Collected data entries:
================================

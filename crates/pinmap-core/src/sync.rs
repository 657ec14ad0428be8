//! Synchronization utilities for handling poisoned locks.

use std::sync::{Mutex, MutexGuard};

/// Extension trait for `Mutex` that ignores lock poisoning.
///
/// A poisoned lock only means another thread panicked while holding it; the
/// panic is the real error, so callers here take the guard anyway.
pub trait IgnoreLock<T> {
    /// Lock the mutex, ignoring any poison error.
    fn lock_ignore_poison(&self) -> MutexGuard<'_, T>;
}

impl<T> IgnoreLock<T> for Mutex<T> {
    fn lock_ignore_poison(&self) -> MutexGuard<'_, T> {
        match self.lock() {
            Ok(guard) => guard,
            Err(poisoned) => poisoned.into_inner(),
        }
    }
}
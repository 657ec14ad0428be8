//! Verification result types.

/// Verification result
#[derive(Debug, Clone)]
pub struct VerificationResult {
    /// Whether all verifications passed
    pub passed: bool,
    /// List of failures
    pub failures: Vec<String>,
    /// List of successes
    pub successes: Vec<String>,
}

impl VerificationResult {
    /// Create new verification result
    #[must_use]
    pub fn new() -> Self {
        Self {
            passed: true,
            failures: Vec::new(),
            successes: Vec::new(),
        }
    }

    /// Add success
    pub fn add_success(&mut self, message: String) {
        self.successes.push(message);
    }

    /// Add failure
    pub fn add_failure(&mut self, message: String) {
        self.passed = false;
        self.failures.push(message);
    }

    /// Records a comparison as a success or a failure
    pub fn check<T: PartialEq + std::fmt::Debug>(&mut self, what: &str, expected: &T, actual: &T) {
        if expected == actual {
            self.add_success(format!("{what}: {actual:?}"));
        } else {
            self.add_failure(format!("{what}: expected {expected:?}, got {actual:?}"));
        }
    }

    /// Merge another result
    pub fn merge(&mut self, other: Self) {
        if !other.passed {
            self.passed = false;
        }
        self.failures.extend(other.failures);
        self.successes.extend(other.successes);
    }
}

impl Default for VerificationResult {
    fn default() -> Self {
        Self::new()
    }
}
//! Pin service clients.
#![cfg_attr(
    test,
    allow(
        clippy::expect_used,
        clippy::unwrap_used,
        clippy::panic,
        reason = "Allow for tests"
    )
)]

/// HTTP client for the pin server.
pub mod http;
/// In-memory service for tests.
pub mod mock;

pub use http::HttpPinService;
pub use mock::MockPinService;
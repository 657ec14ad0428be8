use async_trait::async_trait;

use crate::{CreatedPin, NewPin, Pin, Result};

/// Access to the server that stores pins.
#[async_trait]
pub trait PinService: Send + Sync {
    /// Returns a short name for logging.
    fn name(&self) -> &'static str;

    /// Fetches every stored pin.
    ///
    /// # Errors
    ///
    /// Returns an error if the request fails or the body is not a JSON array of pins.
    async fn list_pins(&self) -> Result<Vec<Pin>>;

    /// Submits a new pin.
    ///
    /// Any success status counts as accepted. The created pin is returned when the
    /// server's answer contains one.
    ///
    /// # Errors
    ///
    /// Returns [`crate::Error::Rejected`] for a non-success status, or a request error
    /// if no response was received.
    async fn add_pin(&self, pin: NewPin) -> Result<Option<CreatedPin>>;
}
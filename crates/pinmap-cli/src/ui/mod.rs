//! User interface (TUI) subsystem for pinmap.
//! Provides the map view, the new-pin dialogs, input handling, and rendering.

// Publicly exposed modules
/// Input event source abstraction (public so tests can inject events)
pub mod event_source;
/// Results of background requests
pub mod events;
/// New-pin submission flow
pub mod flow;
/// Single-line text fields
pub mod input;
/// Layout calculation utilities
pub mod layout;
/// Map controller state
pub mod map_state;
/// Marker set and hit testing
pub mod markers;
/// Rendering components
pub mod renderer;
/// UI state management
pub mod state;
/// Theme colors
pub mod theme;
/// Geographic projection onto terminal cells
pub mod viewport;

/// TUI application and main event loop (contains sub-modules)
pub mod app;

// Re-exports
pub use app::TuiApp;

================================

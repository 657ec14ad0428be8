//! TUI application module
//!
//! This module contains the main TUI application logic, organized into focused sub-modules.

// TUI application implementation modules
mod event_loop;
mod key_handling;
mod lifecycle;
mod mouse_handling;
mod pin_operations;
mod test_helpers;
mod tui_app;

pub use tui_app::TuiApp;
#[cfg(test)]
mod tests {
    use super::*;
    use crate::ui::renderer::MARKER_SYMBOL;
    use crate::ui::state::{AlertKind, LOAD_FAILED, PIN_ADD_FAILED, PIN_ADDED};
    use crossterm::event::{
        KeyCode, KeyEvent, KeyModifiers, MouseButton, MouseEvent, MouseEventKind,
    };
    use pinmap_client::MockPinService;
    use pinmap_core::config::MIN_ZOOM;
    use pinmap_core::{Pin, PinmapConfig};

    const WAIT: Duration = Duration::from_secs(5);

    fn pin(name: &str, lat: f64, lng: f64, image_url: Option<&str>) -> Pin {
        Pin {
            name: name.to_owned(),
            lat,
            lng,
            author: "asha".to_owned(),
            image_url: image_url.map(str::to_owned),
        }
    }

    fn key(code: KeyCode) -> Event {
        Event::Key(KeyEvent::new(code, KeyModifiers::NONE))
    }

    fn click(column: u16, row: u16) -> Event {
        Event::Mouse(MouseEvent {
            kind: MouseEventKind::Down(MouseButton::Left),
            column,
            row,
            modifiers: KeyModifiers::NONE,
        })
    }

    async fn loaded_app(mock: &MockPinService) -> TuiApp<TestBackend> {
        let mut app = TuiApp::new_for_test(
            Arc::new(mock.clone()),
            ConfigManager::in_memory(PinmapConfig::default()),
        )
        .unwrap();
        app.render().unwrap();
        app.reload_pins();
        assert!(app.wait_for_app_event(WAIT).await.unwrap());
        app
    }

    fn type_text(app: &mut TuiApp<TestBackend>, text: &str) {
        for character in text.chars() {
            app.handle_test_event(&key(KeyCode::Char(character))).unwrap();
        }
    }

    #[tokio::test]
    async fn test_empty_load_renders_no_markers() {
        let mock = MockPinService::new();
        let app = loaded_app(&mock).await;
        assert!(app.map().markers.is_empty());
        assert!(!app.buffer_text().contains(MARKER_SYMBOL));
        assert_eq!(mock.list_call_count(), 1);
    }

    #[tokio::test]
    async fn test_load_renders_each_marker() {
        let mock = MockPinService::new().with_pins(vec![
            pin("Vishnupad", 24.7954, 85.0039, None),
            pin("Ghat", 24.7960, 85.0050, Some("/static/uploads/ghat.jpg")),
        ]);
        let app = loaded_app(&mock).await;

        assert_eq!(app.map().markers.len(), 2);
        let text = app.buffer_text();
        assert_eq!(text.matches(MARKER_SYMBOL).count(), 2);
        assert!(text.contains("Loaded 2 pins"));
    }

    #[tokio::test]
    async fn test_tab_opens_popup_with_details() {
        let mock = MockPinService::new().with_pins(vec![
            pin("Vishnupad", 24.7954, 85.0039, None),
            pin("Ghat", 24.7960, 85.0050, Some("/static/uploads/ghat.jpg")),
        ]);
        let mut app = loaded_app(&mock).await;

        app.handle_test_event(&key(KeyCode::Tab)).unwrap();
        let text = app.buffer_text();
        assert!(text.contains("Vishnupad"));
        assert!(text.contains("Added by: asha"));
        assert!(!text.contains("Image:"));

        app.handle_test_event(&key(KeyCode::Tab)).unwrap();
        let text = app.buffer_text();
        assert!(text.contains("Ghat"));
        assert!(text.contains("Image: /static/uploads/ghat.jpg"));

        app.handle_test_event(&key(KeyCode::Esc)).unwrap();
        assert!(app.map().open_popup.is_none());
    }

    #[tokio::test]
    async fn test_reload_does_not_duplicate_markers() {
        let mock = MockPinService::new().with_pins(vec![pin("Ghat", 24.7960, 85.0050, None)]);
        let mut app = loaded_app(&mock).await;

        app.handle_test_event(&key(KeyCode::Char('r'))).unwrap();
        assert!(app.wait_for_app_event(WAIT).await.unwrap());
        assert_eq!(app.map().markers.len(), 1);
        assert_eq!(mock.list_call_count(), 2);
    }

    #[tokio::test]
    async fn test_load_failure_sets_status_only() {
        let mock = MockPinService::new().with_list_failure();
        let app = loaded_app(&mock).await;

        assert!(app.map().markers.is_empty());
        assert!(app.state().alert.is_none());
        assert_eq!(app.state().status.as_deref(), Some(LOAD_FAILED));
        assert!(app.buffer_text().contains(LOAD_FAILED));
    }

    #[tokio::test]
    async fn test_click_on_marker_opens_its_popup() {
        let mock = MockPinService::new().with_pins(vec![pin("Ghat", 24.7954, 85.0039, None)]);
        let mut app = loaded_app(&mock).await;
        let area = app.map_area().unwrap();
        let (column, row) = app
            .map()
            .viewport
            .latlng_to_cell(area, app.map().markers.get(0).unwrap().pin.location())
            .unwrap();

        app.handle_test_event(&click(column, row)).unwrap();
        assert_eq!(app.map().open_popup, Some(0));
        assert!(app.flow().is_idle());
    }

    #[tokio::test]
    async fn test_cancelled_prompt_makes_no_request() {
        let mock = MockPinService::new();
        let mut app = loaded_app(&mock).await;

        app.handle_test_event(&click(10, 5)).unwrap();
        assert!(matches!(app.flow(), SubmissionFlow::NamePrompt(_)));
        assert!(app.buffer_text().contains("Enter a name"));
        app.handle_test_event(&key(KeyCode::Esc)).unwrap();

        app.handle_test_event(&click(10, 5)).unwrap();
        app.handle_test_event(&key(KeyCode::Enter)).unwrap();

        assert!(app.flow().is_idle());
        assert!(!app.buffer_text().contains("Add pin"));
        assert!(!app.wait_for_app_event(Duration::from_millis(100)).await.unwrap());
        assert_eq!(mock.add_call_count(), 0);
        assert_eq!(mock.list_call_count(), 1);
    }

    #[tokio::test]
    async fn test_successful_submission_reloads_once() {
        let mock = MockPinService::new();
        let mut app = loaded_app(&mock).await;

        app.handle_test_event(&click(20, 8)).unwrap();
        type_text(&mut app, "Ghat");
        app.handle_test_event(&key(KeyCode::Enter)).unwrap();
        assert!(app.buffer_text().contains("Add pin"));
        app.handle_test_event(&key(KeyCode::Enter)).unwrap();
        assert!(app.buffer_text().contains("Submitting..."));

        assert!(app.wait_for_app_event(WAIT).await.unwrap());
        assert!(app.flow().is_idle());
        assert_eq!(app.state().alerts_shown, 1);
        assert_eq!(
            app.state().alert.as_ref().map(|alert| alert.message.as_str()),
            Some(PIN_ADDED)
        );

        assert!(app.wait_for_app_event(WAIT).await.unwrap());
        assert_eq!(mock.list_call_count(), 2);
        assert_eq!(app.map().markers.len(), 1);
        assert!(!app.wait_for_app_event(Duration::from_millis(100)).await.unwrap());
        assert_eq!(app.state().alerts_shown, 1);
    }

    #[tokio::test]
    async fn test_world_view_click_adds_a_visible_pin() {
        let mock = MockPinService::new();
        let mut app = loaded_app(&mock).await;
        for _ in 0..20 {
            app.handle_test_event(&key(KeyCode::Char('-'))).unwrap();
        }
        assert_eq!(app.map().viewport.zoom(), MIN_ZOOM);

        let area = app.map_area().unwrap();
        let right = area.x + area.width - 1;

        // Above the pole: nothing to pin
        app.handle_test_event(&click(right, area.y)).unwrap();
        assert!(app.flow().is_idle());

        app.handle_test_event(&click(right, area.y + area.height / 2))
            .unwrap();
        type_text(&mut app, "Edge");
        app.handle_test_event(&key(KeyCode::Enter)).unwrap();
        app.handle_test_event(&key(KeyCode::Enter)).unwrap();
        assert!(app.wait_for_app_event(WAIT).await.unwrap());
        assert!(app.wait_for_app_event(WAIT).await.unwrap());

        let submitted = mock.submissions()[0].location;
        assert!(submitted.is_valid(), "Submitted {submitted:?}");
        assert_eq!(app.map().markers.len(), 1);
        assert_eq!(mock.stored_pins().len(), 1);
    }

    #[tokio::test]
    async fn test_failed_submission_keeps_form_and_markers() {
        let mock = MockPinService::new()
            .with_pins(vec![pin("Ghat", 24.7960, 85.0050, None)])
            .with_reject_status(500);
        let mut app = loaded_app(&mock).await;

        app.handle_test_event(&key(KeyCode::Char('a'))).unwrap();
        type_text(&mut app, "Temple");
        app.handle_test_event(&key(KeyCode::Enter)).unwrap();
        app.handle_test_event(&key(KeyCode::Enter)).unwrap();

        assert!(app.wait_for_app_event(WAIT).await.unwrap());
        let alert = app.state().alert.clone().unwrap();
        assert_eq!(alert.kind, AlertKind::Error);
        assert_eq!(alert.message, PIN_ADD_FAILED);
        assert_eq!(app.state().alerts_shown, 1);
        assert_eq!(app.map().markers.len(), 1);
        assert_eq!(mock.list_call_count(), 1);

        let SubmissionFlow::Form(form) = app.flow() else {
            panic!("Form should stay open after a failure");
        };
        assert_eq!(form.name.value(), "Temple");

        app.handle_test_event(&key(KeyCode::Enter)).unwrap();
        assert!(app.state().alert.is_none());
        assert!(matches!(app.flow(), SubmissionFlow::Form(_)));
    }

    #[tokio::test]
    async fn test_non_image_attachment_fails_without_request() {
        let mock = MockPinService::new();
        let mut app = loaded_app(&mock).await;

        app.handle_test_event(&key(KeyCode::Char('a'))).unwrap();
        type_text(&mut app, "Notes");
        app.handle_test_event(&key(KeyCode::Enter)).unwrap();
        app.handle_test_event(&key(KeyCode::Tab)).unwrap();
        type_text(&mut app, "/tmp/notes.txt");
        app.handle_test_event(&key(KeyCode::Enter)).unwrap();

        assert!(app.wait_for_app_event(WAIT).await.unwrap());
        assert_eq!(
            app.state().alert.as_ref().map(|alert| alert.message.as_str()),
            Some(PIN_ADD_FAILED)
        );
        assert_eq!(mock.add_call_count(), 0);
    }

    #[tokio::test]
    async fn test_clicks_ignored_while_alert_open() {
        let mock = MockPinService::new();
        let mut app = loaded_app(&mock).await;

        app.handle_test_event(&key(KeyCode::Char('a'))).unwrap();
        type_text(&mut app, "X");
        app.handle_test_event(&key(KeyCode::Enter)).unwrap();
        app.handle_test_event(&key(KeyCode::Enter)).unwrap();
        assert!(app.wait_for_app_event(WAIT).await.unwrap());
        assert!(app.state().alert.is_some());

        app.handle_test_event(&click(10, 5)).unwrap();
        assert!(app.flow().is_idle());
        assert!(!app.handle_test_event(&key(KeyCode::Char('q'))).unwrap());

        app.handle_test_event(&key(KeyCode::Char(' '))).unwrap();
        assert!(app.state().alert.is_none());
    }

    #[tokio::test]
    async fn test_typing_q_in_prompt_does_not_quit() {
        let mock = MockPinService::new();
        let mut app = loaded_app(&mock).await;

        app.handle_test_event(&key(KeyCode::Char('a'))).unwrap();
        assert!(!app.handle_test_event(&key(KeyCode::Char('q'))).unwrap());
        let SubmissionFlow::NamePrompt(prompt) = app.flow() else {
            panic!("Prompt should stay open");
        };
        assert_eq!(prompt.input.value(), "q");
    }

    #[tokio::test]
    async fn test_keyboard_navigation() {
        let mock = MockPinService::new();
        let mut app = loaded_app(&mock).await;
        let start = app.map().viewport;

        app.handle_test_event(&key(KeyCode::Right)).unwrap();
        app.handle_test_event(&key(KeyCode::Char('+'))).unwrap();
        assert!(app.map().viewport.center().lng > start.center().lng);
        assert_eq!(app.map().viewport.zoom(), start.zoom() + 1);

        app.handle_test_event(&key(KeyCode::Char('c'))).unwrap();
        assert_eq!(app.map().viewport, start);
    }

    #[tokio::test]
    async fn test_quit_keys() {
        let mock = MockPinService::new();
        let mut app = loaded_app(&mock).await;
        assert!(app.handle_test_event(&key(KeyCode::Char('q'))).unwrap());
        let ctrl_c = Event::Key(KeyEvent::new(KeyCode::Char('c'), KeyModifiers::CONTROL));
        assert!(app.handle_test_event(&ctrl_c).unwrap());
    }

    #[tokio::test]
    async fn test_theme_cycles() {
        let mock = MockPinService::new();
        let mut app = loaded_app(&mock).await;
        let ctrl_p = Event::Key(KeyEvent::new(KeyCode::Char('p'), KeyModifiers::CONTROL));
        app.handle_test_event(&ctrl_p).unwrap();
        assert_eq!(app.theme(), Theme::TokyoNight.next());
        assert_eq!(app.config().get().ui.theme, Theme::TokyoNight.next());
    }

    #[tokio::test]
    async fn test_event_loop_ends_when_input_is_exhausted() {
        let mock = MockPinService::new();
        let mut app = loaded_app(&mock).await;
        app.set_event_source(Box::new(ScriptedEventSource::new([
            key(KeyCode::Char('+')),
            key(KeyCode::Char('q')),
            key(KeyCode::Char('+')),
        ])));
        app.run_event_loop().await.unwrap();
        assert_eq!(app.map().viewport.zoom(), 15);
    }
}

================================

TASK PROMPT: All of the lines above that carry the string "stay" need to be found and copied.

ANSWER TO THIS PROBLEM:
            panic!("Form should stay open after a failure");
            panic!("Prompt should stay open");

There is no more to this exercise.